What the task asks -> Give only the number of lines in the following entries where "above" appears.

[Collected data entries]
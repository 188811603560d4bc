//! The render mutex itself.
//!
//! One [`RenderMutex`] exists per bridge session. The underlying
//! primitive is a plain non-reentrant [`parking_lot::RawMutex`];
//! everything reentrant about this type comes from the owner tracking
//! layered on top of it: the lock remembers which thread holds the
//! primitive and whether that hold was taken through the privileged
//! render-thread path, and every entry point consults that state
//! before touching the primitive.
//!
//! Owner state is kept in atomic words holding
//! [`ThreadToken`](crate::identity::ThreadToken)s (zero
//! meaning "none") so that any thread can ask "do I hold this?"
//! without taking another lock. The words are only ever written by
//! the thread that currently holds the primitive.

use std::sync::atomic::{AtomicBool, AtomicU64, Ordering};
use std::sync::Arc;
use std::time::{Duration, Instant};

use parking_lot::lock_api::RawMutex as _;

use crate::checks::contract;
use crate::dispatch::Executor;
use crate::identity;

/// Sleep between acquisition attempts of a timed acquire.
///
/// Process-wide. The timed path is a polling loop rather than an OS
/// timed wait, so this is the latency/CPU trade-off knob.
const DEFAULT_POLL_INTERVAL: Duration = Duration::from_nanos(100);

static POLL_INTERVAL_NANOS: AtomicU64 = AtomicU64::new(DEFAULT_POLL_INTERVAL.as_nanos() as u64);

/// Returns the sleep interval used between attempts of a timed
/// acquisition.
pub fn poll_interval() -> Duration {
    Duration::from_nanos(POLL_INTERVAL_NANOS.load(Ordering::Relaxed))
}

/// Sets the sleep interval used between attempts of a timed
/// acquisition.
///
/// Takes effect for the next sleep of any polling loop already in
/// flight; there is no synchronization with readers beyond the
/// atomic store.
pub fn set_poll_interval(interval: Duration) {
    POLL_INTERVAL_NANOS.store(interval.as_nanos() as u64, Ordering::Relaxed);
}

/// How the calling thread held the lock when `run_without_lock`
/// started.
enum HeldMode {
    None,
    Plain,
    Render,
}

/// The lock mediating between the render thread and everything else.
///
/// Callers never lock or unlock this type directly; they hand a
/// closure to one of the six `run_*` entry points, each of which
/// applies the right acquire/release discipline around it. The
/// closure may itself re-enter any entry point: a thread that already
/// holds the lock is recognized and never blocks on itself.
pub struct RenderMutex {
    /// The non-reentrant primitive.
    raw: parking_lot::RawMutex,
    /// Token of the thread holding `raw`, 0 when unheld.
    owner: AtomicU64,
    /// Token of the thread recognized as the render thread, 0 outside
    /// a privileged hold. Non-zero implies equal to `owner`.
    render_thread: AtomicU64,
    /// Set by the outermost call dispatching to the main queue, so
    /// nested calls targeting main skip the reservation bookkeeping.
    main_reserved: AtomicBool,
    /// The designated main queue.
    main_queue: Arc<dyn Executor>,
    /// The designated render queue, consulted only by the contract
    /// checks. `None` disables those checks.
    render_queue: Option<Arc<dyn Executor>>,
}

impl RenderMutex {
    /// Creates the lock for a bridge session.
    ///
    /// `main_queue` is the executor that
    /// [`run_from_render_thread_on_main`](Self::run_from_render_thread_on_main)
    /// dispatches to. `render_queue`, when given, lets debug builds
    /// verify that the privileged entry points really are called from
    /// the render thread.
    pub fn new(main_queue: Arc<dyn Executor>, render_queue: Option<Arc<dyn Executor>>) -> Self {
        RenderMutex {
            raw: parking_lot::RawMutex::INIT,
            owner: AtomicU64::new(0),
            render_thread: AtomicU64::new(0),
            main_reserved: AtomicBool::new(false),
            main_queue,
            render_queue,
        }
    }

    /// True iff the lock is held by the calling thread.
    pub fn is_locked_on_current_thread(&self) -> bool {
        self.owner.load(Ordering::Acquire) == identity::current().to_raw()
    }

    /// True iff the lock is held by its holder through the privileged
    /// render-thread path.
    pub fn is_locked_on_render_thread(&self) -> bool {
        let render = self.render_thread.load(Ordering::Acquire);
        render != 0 && render == self.owner.load(Ordering::Acquire)
    }

    /// Blocking acquire with a reentrancy short-circuit.
    ///
    /// Returns whether this call took the primitive, i.e. whether the
    /// caller owes the matching [`release`](Self::release). A thread
    /// that already holds the lock gets `false` back immediately
    /// instead of deadlocking on itself.
    fn acquire(&self) -> bool {
        if self.is_locked_on_current_thread() {
            return false;
        }
        self.raw.lock();
        self.owner
            .store(identity::current().to_raw(), Ordering::Release);
        true
    }

    /// Bounded acquire: polls the primitive, sleeping
    /// [`poll_interval`] between attempts, until it succeeds or more
    /// than `timeout` has elapsed. Same reentrancy short-circuit and
    /// same return contract as [`acquire`](Self::acquire); on timeout
    /// the owner state is untouched.
    fn acquire_timeout(&self, timeout: Duration) -> bool {
        if self.is_locked_on_current_thread() {
            return false;
        }
        let start = Instant::now();
        loop {
            if self.raw.try_lock() {
                self.owner
                    .store(identity::current().to_raw(), Ordering::Release);
                return true;
            }
            if start.elapsed() >= timeout {
                return false;
            }
            std::thread::sleep(poll_interval());
        }
    }

    fn release(&self) {
        contract(
            self.is_locked_on_current_thread(),
            "released by a thread that does not hold the lock",
        );
        self.owner.store(0, Ordering::Release);
        // SAFETY: per the contract above, the calling thread holds
        // the primitive.
        unsafe { self.raw.unlock() };
    }

    /// [`acquire`](Self::acquire), additionally marking the hold as
    /// the privileged render-thread hold on success.
    fn acquire_as_render_thread(&self) -> bool {
        if !self.is_locked_on_current_thread() {
            // Re-entrant chains (native -> script -> native -> script)
            // legitimately arrive here on other threads while the
            // lock is already held, so the queue check applies only
            // when this call is about to take the primitive itself.
            if let Some(render_queue) = &self.render_queue {
                contract(
                    render_queue.is_current(),
                    "privileged acquire from outside the render queue",
                );
            }
        }
        let acquired = self.acquire();
        if acquired {
            self.render_thread
                .store(identity::current().to_raw(), Ordering::Release);
        }
        acquired
    }

    fn release_as_render_thread(&self) {
        contract(
            self.is_locked_on_current_thread() && self.is_locked_on_render_thread(),
            "privileged release without a privileged hold",
        );
        self.render_thread.store(0, Ordering::Release);
        self.release();
    }

    /// Runs `f` under the lock as the render thread.
    ///
    /// Takes the lock through the privileged path, runs `f`, and
    /// releases only if this call did the acquiring, so re-entrant
    /// calls from a thread already holding the lock are safe.
    pub fn run_from_render_thread<R>(&self, f: impl FnOnce() -> R) -> R {
        profiling::scope!("RenderMutex::run_from_render_thread");
        let acquired = self.acquire_as_render_thread();
        let result = f();
        if acquired {
            self.release_as_render_thread();
        }
        result
    }

    /// Lets `queue` run `f` while the render thread steps out of the
    /// protected region.
    ///
    /// Called from the render thread while it holds the lock, this
    /// releases the lock, dispatches `f` synchronously to `queue`,
    /// and re-takes the lock through the privileged path afterwards.
    /// The release is the point: the target queue may have callbacks
    /// pending that themselves need the lock, and they get to run
    /// before `f` does.
    ///
    /// Re-entrant calls are recognized and short-circuited: a thread
    /// that holds the lock through the plain (non-privileged) path
    /// runs `f` inline without any dispatch, unless `f` is bound for
    /// the main queue and no outer call has reserved it yet; in that
    /// case `f` is dispatched to main **while the lock stays held**.
    /// If the main queue's pending work needs this lock, that
    /// deadlocks; this is a known hazard of deep re-entrant chains,
    /// accepted rather than guarded against. A call made while the
    /// lock is not held at all dispatches without touching the lock.
    pub fn run_from_render_thread_on<F>(&self, queue: &dyn Executor, f: F)
    where
        F: FnOnce() + Send,
    {
        profiling::scope!("RenderMutex::run_from_render_thread_on");
        let reserved_main = queue.id() == self.main_queue.id()
            && !self.main_queue.is_current()
            && self
                .main_reserved
                .compare_exchange(false, true, Ordering::AcqRel, Ordering::Acquire)
                .is_ok();

        if self.is_locked_on_current_thread() {
            if self.is_locked_on_render_thread() {
                // Yield the lock so the target queue can drain work
                // that may itself need it, then take it back.
                self.release_as_render_thread();
                queue.run_sync(Box::new(f));
                self.acquire_as_render_thread();
            } else if reserved_main {
                // Re-entrant chain holding the plain lock: dispatch
                // while still holding the primitive. See the hazard
                // note above.
                queue.run_sync(Box::new(f));
            } else {
                // Pure re-entry: skip the redundant hop.
                f();
            }
        } else {
            // Not inside a protected region; plain synchronous
            // dispatch, the lock stays untouched.
            queue.run_sync(Box::new(f));
        }

        if reserved_main {
            self.main_reserved.store(false, Ordering::Release);
        }
    }

    /// [`run_from_render_thread_on`](Self::run_from_render_thread_on)
    /// targeting the designated main queue.
    pub fn run_from_render_thread_on_main<F>(&self, f: F)
    where
        F: FnOnce() + Send,
    {
        self.run_from_render_thread_on(&*self.main_queue, f);
    }

    /// Runs `f` under the lock from a non-render thread, typically a
    /// native callback about to call into script code.
    pub fn run_from_non_render_thread<R>(&self, f: impl FnOnce() -> R) -> R {
        profiling::scope!("RenderMutex::run_from_non_render_thread");
        let acquired = self.acquire();
        let result = f();
        if acquired {
            self.release();
        }
        result
    }

    /// Like
    /// [`run_from_non_render_thread`](Self::run_from_non_render_thread),
    /// but gives up after `timeout`.
    ///
    /// If the lock cannot be taken in time, `f` is never started; the
    /// omission is reported as a warning through [`log`], not as an
    /// error value.
    pub fn run_from_non_render_thread_timeout(&self, f: impl FnOnce(), timeout: Duration) {
        profiling::scope!("RenderMutex::run_from_non_render_thread_timeout");
        let acquired = self.acquire_timeout(timeout);
        if !self.is_locked_on_current_thread() {
            log::warn!("render mutex not acquired within {timeout:?}, skipping callback");
            return;
        }
        f();
        if acquired {
            self.release();
        }
    }

    /// Fully releases the lock around `f`, then restores the exact
    /// prior hold.
    ///
    /// For work that must block awaiting a signal from another thread
    /// (a semaphore wait for a native-to-script callback, say), which
    /// would deadlock if this thread kept the lock while waiting. If
    /// the calling thread holds the lock, through either path, it
    /// is released for the duration of `f` and re-acquired in the
    /// same mode before returning.
    ///
    /// Use with care: if `f` hands work to another thread that in
    /// turn needs the *current* thread, the lock cannot help and a
    /// deadlock will still occur.
    pub fn run_without_lock<R>(&self, f: impl FnOnce() -> R) -> R {
        profiling::scope!("RenderMutex::run_without_lock");
        let mode = if !self.is_locked_on_current_thread() {
            HeldMode::None
        } else if self.is_locked_on_render_thread() {
            HeldMode::Render
        } else {
            HeldMode::Plain
        };

        match mode {
            HeldMode::Render => self.release_as_render_thread(),
            HeldMode::Plain => self.release(),
            HeldMode::None => {}
        }

        let result = f();

        match mode {
            HeldMode::Render => {
                self.acquire_as_render_thread();
            }
            HeldMode::Plain => {
                self.acquire();
            }
            HeldMode::None => {}
        }
        result
    }
}

impl std::fmt::Debug for RenderMutex {
    fn fmt(&self, f: &mut std::fmt::Formatter<'_>) -> std::fmt::Result {
        f.debug_struct("RenderMutex")
            .field("owner", &self.owner.load(Ordering::Relaxed))
            .field("render_thread", &self.render_thread.load(Ordering::Relaxed))
            .field("main_reserved", &self.main_reserved.load(Ordering::Relaxed))
            .finish()
    }
}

Solution for this task -> 2